Dügâh mâyede hâkim makam uşşak olduğundan nota yazımında donanımına uşşak makamı gibi si için koma bemolü yazılır, gerekli değişiklikler eser içinde gösterilir. Makamın yedeni rast perdesidir.
Makamın seyrine uşşak ile başlanır. Bu makamın dizisinde ve çeşnilerinde karışık gezinilip neva perdesinde buselik çeşnili yarım karar yapılır. Yine karışık gezinilip diğer özellikler ve asma kararlar belirtildikten sonra segah makamı dizisine geçilir. Bu dizide de karışık gezinilip özellikleri belirtilerek tekrar uşşak makamına dönülür ve bu diziyle dügâh perdesinde uşşak çeşnili tam karar yapılır (her iki mâye makamı için uşşak ve segah makamlarına bakılmalıdır).
Gerek segah mâye gerekse dügâh mâye Türk mûsikisinde çok az kullanılmış, hatta son yüzyıl içinde tamamen terkedilmiş gibi görünmesine rağmen rast. uşşak, segah, mahur, bayâtîgibi makam icralarında kısa geçkiler halinde yer almaktadır. Ayrıca mâye kelimesiyle başlayan, bugün elimizde örneği yok denecek kadar az bir makam grubu mevcuttur.
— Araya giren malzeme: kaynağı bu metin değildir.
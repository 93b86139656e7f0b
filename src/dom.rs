//! JavaScript helpers evaluated inside the page.
//!
//! All functions here are blocking and expect to run on a blocking thread.

use std::sync::Arc;
use std::thread;
use std::time::{Duration, Instant};

use anyhow::{Result, bail};
use headless_chrome::Tab;

use crate::types::OUTLINE_MAX_CHARS;

/// Attribute set on the element picked by [`mark_by_exact_text`].
pub const TEXT_MATCH_ATTR: &str = "data-agent-text-match";
pub const TEXT_MATCH_SELECTOR: &str = "[data-agent-text-match]";

const POLL_INTERVAL: Duration = Duration::from_millis(100);

/// Produces a compact list of visible interactive elements.
///
/// Non-destructive apart from tagging: each link, button, input, textarea and
/// select gets a `data-eid="eN"` attribute so it can be targeted later with
/// `[data-eid="eN"]`. Tags from a previous outline are cleared first.
const OUTLINE_JS: &str = r#"
(() => {
  document.querySelectorAll('[data-eid]').forEach(el => el.removeAttribute('data-eid'));
  const SKIP = new Set(['SCRIPT','STYLE','NOSCRIPT','SVG','LINK']);
  let id = 0;
  const lines = [];
  const seen = new Set();

  function isVisible(el) {
    if (el.offsetParent === null && el.tagName !== 'BODY' && el.tagName !== 'HTML') return false;
    const s = getComputedStyle(el);
    return s.display !== 'none' && s.visibility !== 'hidden' && s.opacity !== '0';
  }

  function walk(node, depth) {
    if (depth > 15) return;
    for (const child of node.children) {
      if (SKIP.has(child.tagName)) continue;
      if (!isVisible(child)) continue;
      const tag = child.tagName.toLowerCase();
      if (['a','button','input','textarea','select'].includes(tag)) {
        const eid = 'e' + (id++);
        child.setAttribute('data-eid', eid);
        const text = (child.textContent || '').trim().replace(/\s+/g, ' ').slice(0, 60);
        let desc = '[' + eid + '] ';
        if (tag === 'a') {
          desc += 'link "' + text + '"';
        } else if (tag === 'button') {
          desc += 'button "' + text + '"';
        } else if (tag === 'select') {
          desc += 'select [' + [...child.options].map(o => o.text.trim().slice(0, 20)).join('|') + ']';
        } else {
          desc += tag + ' type=' + (child.type || 'text');
          if (child.placeholder) desc += ' placeholder="' + child.placeholder + '"';
          if (child.name) desc += ' name=' + child.name;
          if (child.getAttribute('aria-label')) desc += ' label="' + child.getAttribute('aria-label') + '"';
        }
        if (!seen.has(desc)) {
          seen.add(desc);
          lines.push(desc);
        }
      }
      walk(child, depth + 1);
    }
  }

  if (document.body) walk(document.body, 0);
  return lines.join('\n');
})()
"#;

/// Tags the first element, in document order, whose normalized visible text
/// equals the target. Among nested matches the innermost one is chosen.
const MARK_BY_TEXT_JS: &str = r#"
((target) => {
  const ATTR = 'data-agent-text-match';
  document.querySelectorAll('[' + ATTR + ']').forEach(el => el.removeAttribute(ATTR));
  const norm = s => (s || '').replace(/\s+/g, ' ').trim();
  const textOf = el => (el.tagName === 'INPUT' && ['submit', 'button'].includes(el.type))
    ? norm(el.value)
    : norm(el.innerText);
  const want = norm(target);
  if (!want || !document.body) return false;
  for (const el of document.body.querySelectorAll('*')) {
    if (['SCRIPT', 'STYLE', 'NOSCRIPT'].includes(el.tagName)) continue;
    if (textOf(el) !== want) continue;
    if ([...el.children].some(c => textOf(c) === want)) continue;
    el.setAttribute(ATTR, '1');
    return true;
  }
  return false;
})
"#;

fn evaluate_string(tab: &Arc<Tab>, js: &str) -> Result<Option<String>> {
    let result = tab.evaluate(js, false)?;
    Ok(result.value.and_then(|v| v.as_str().map(String::from)))
}

/// Capture the interactive-element outline, truncated on a char boundary.
pub fn capture_outline(tab: &Arc<Tab>) -> Result<String> {
    let raw = evaluate_string(tab, OUTLINE_JS)?.unwrap_or_default();
    let total = raw.chars().count();
    if total > OUTLINE_MAX_CHARS {
        let head: String = raw.chars().take(OUTLINE_MAX_CHARS).collect();
        Ok(format!("{head}\n... [truncated, {total} total chars]"))
    } else {
        Ok(raw)
    }
}

/// Get the current page URL.
pub fn get_current_url(tab: &Arc<Tab>) -> Result<String> {
    Ok(evaluate_string(tab, "window.location.href")?.unwrap_or_else(|| tab.get_url()))
}

/// Get the current page title.
pub fn get_page_title(tab: &Arc<Tab>) -> Result<String> {
    Ok(evaluate_string(tab, "document.title")?.unwrap_or_default())
}

pub fn ready_state(tab: &Arc<Tab>) -> Result<String> {
    Ok(evaluate_string(tab, "document.readyState")?.unwrap_or_default())
}

/// Call `check` every [`POLL_INTERVAL`] until it returns true or `timeout`
/// runs out. `Ok(false)` means the deadline passed.
pub fn poll_until(timeout: Duration, mut check: impl FnMut() -> Result<bool>) -> Result<bool> {
    let deadline = Instant::now() + timeout;
    loop {
        if check()? {
            return Ok(true);
        }
        let now = Instant::now();
        if now >= deadline {
            return Ok(false);
        }
        thread::sleep(POLL_INTERVAL.min(deadline - now));
    }
}

/// Poll `document.readyState` until `accept` says yes or the deadline passes.
pub fn wait_for_ready_state(
    tab: &Arc<Tab>,
    timeout: Duration,
    accept: impl Fn(&str) -> bool,
) -> Result<()> {
    // Evaluation fails transiently while a navigation swaps documents.
    let ready = poll_until(timeout, || Ok(ready_state(tab).is_ok_and(|s| accept(&s))))?;
    if !ready {
        bail!("timed out after {}ms waiting for page load", timeout.as_millis());
    }
    Ok(())
}

/// Tag the element whose visible text equals `text`, retrying until `timeout`.
pub fn mark_by_exact_text(tab: &Arc<Tab>, text: &str, timeout: Duration) -> Result<()> {
    let literal = serde_json::to_string(text)?;
    let js = format!("{MARK_BY_TEXT_JS}({literal})");
    let found = poll_until(timeout, || {
        Ok(tab
            .evaluate(&js, false)?
            .value
            .and_then(|v| v.as_bool())
            .unwrap_or(false))
    })?;
    if !found {
        bail!("no element with text \"{text}\" within {}ms", timeout.as_millis());
    }
    Ok(())
}

/// Empty a form control's value and notify listeners.
pub fn clear_value(tab: &Arc<Tab>, selector: &str) -> Result<()> {
    let literal = serde_json::to_string(selector)?;
    tab.evaluate(
        &format!(
            "(() => {{ const el = document.querySelector({literal}); \
             if (el && 'value' in el) {{ el.value = ''; \
             el.dispatchEvent(new Event('input', {{ bubbles: true }})); }} }})()"
        ),
        false,
    )?;
    Ok(())
}

#[cfg(test)]
mod tests {
    use super::*;

    #[test]
    fn text_match_selector_names_the_attribute() {
        assert_eq!(TEXT_MATCH_SELECTOR, format!("[{TEXT_MATCH_ATTR}]"));
        assert!(MARK_BY_TEXT_JS.contains(TEXT_MATCH_ATTR));
    }

    #[test]
    fn poll_stops_at_the_deadline() {
        let timeout = Duration::from_millis(250);
        let mut calls = 0;
        let started = Instant::now();
        let found = poll_until(timeout, || {
            calls += 1;
            Ok(false)
        })
        .unwrap();
        let elapsed = started.elapsed();
        assert!(!found);
        assert!(elapsed >= timeout);
        assert!(elapsed < timeout * 2, "{elapsed:?}");
        assert!(calls >= 2);
    }

    #[test]
    fn poll_returns_as_soon_as_check_passes() {
        let mut calls = 0;
        let found = poll_until(Duration::from_secs(5), || {
            calls += 1;
            Ok(calls == 3)
        })
        .unwrap();
        assert!(found);
        assert_eq!(calls, 3);
    }

    #[test]
    fn poll_propagates_check_errors() {
        let result = poll_until(Duration::from_secs(5), || bail!("tab crashed"));
        assert!(result.unwrap_err().to_string().contains("tab crashed"));
    }

    #[test]
    fn text_literal_is_escaped_for_js() {
        let literal = serde_json::to_string("Say \"hi\"\n").unwrap();
        assert_eq!(literal, r#""Say \"hi\"\n""#);
    }
}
Bunlar mâye rast, mâye rehâvî, mâye neva, mâye ısfahan, mâye hüseynî, mâye hicaz, mâye aşiran, mâye zirgüle, mâye büzürg. mâye ırak, mâye kûçek, mâye-i kebîr, mâye-i kevser. mâye-i atîk ve mâye buselik makamlarıdır.
Tanbûrî İsak’ın zencir ve Tanbûrî Osman Bey’in devr-i kebîr usulündeki peşrevleri ve saz semaileri. Hamâmîzâde İsmail Dede’nin zencir usulünde, “Olmamak zülfün esîri dilberâ mümkün değil” mısraıyla başlayan bestesi. Cerrahpaşa Müezzini Halil Efendi’nin “Yine bend oldu dil bir nevcivâna” mısraıyla başlayan ağır semaisi, Ebûbekir Ağa’nm, “Bir âh ile üf-tâdeliğim yâre duyurdum” mısraıyla başlayan yürük semaisi, Kazasker Mustafa İzzet Efendi’nin ağır aksak usulünde, “Şeb midir bu yâ sivâd-ı âh-i pinhan mıdır” mısraıyla başlayan şarkısı bu makamın örnekleri arasındadır.